A new company, MainstreamBPO (ASX:MAI), was added to the Australian Shares Fund portfolio in late 2015. The shares were bought through an initial public offering, which is something we tend to avoid. But a few factors swayed us to participate here.

Firstly, the sellers were founders rather than private equity. Secondly, the money raised is being used within the business rather than cashing the vendors out. Thirdly, the opportunity was enticing and, due to the company’s small size, it was the only way to buy a meaningful amount of shares.

Mainstream provides administration services to the funds management and superannuation industries, helping to take care of day to day activities such as unit pricing, investor communication, and the processing of investor applications and redemptions. The role that Fundhost performs for our funds, Mainstream performs for other funds management companies, including industry giant Magellan Financial Group (ASX:MFG).

It has also branched out into compliance, performance reporting, and call centre services. This isn’t the world’s most exciting business but Mainstream takes care of the fiddly little tasks that clients don’t want to worry about.

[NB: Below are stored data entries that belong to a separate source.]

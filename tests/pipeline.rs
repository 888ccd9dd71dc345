use std::fs;
use std::path::{Path, PathBuf};

use chrono::Local;
use serde_json::json;

use iperf_plot::data::{
    build_series, derive_metrics, parse_records, reconcile, DeriveOptions, MetricSelection,
    ParseOptions, SeriesOptions,
};
use iperf_plot::source::parse_report;
use iperf_plot::{output, App, Direction, Error, Metric, Reading, Settings};

fn sample_report() -> PathBuf {
    Path::new(env!("CARGO_MANIFEST_DIR")).join("data/data.json")
}

fn settings() -> Settings {
    Settings {
        include_timestamp: false,
        ..Settings::default()
    }
}

#[test]
fn sample_report_renders_with_builtin_backend() {
    let app = App::new(settings());

    let run = app.run(&sample_report()).unwrap();

    // Sender entries carry no loss or jitter, so those plots are skipped.
    let stems: Vec<&str> = run.plots.iter().map(|p| p.stem.as_str()).collect();
    assert_eq!(
        stems,
        vec![
            "senderBytes_data",
            "receiverBytes_data",
            "receiverPacketLoss_data",
            "receiverJitter_data",
        ]
    );
    assert_eq!(
        run.diagnostics.empty_plots,
        vec!["senderPacketLoss_data", "senderJitter_data"]
    );
    assert_eq!(run.diagnostics.sender.kept, 10);
    assert_eq!(run.diagnostics.receiver.kept, 10);

    for plot in &run.plots {
        assert!(plot.text.is_ascii());
        assert!(plot.text.contains("Protocol: UDP"));
        assert!(plot.text.contains("Local Host: 192.168.1.20"));
        assert!(plot.text.contains("Streams: 1"));
        assert!(plot.text.contains("Duration: 10 s"));
        assert!(plot.text.contains('|'));
    }
    assert!(run.series.iter().all(|s| s.len() == 10));
}

#[test]
fn plots_and_export_are_written() {
    let dir = tempfile::tempdir().unwrap();
    let app = App::new(settings());
    let run = app.run(&sample_report()).unwrap();

    let paths = output::write_plots(dir.path(), &run.plots).unwrap();
    let export = output::export_series(dir.path(), &run).unwrap();

    assert_eq!(paths.len(), 4);
    assert!(dir.path().join("receiverJitter_data.txt").is_file());
    let json: serde_json::Value = serde_json::from_str(&fs::read_to_string(export).unwrap()).unwrap();
    assert_eq!(json["series"].as_array().unwrap().len(), 6);
}

#[test]
fn two_by_two_round_trip() {
    let report = json!({ "intervals": [
        { "streams": [
            { "start": 0, "end": 1, "bytes": 100, "packets": 10, "lost_packets": 0, "jitter_ms": 0.1, "sender": true },
            { "start": 0, "end": 1, "bytes": 90, "packets": 10, "lost_packets": 1, "jitter_ms": 0.2, "sender": false }
        ] },
        { "streams": [
            { "start": 1, "end": 2, "bytes": 200, "packets": 20, "lost_packets": 0, "jitter_ms": 0.3, "sender": true },
            { "start": 1, "end": 2, "bytes": 180, "packets": 20, "lost_packets": 5, "jitter_ms": 0.4, "sender": false }
        ] }
    ] });

    let records = parse_records(&report, &ParseOptions::default()).unwrap();
    let points = reconcile(&records.sender, &records.receiver, 0.01);
    let derived = derive_metrics(&points, &MetricSelection::all(), &DeriveOptions::default());
    let series = build_series(
        &derived,
        &SeriesOptions {
            consistent_throughput_yaxis: true,
        },
    )
    .unwrap();

    let find = |metric, direction| {
        series
            .iter()
            .find(|s| s.metric == metric && s.direction == direction)
            .unwrap()
    };
    let values = |metric, direction| -> Vec<Reading> {
        find(metric, direction).points.iter().map(|p| p.reading).collect()
    };

    assert_eq!(points.len(), 2);
    assert_eq!(
        values(Metric::Bytes, Direction::Sender),
        vec![Reading::Value(100.0), Reading::Value(200.0)]
    );
    assert_eq!(
        values(Metric::PacketLoss, Direction::Receiver),
        vec![Reading::Value(10.0), Reading::Value(25.0)]
    );
    assert_eq!(
        values(Metric::Jitter, Direction::Receiver),
        vec![Reading::Value(0.2), Reading::Value(0.4)]
    );
    assert_eq!(
        find(Metric::Bytes, Direction::Sender).range,
        find(Metric::Bytes, Direction::Receiver).range
    );
}

#[test]
fn empty_report_writes_nothing() {
    let dir = tempfile::tempdir().unwrap();
    let out_dir = dir.path().join("graphs_ascii");
    let report = parse_report(r#"{"intervals": []}"#, "empty").unwrap();
    let app = App::new(settings());

    let result = app.process(&report, Local::now());

    assert!(matches!(result, Err(Error::EmptySeries { .. })));
    assert!(!out_dir.exists());
}

#[test]
fn one_malformed_entry_is_skipped() {
    let mut intervals: Vec<serde_json::Value> = (0..5)
        .map(|i| json!({ "streams": [
            { "start": i, "end": i + 1, "bytes": 1000, "sender": true }
        ] }))
        .collect();
    intervals[2]["streams"][0]["bytes"] = json!("lots");
    let report = json!({ "intervals": intervals });

    let records = parse_records(&report, &ParseOptions::default()).unwrap();

    assert_eq!(records.tally(Direction::Sender).total, 5);
    assert_eq!(records.tally(Direction::Sender).kept, 4);
    assert_eq!(records.skipped.len(), 1);
    assert_eq!(records.skipped[0].entry.index, 2);

    let strict = ParseOptions {
        skip_malformed: false,
    };
    assert!(matches!(
        parse_records(&report, &strict),
        Err(Error::MalformedInput { .. })
    ));
}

It can be a good business, with reliable revenues and reasonable margins. Importantly, Mainstream has some scale in a business where size matters. Being large delivers big cost savings in this line of work as it allows greater fixed investment in automation and technology, which lower costs and improves service. There is therefore a strong incentive for clients to outsource (that’s the ‘O’ in ‘BPO’) administration services rather than do it themselves.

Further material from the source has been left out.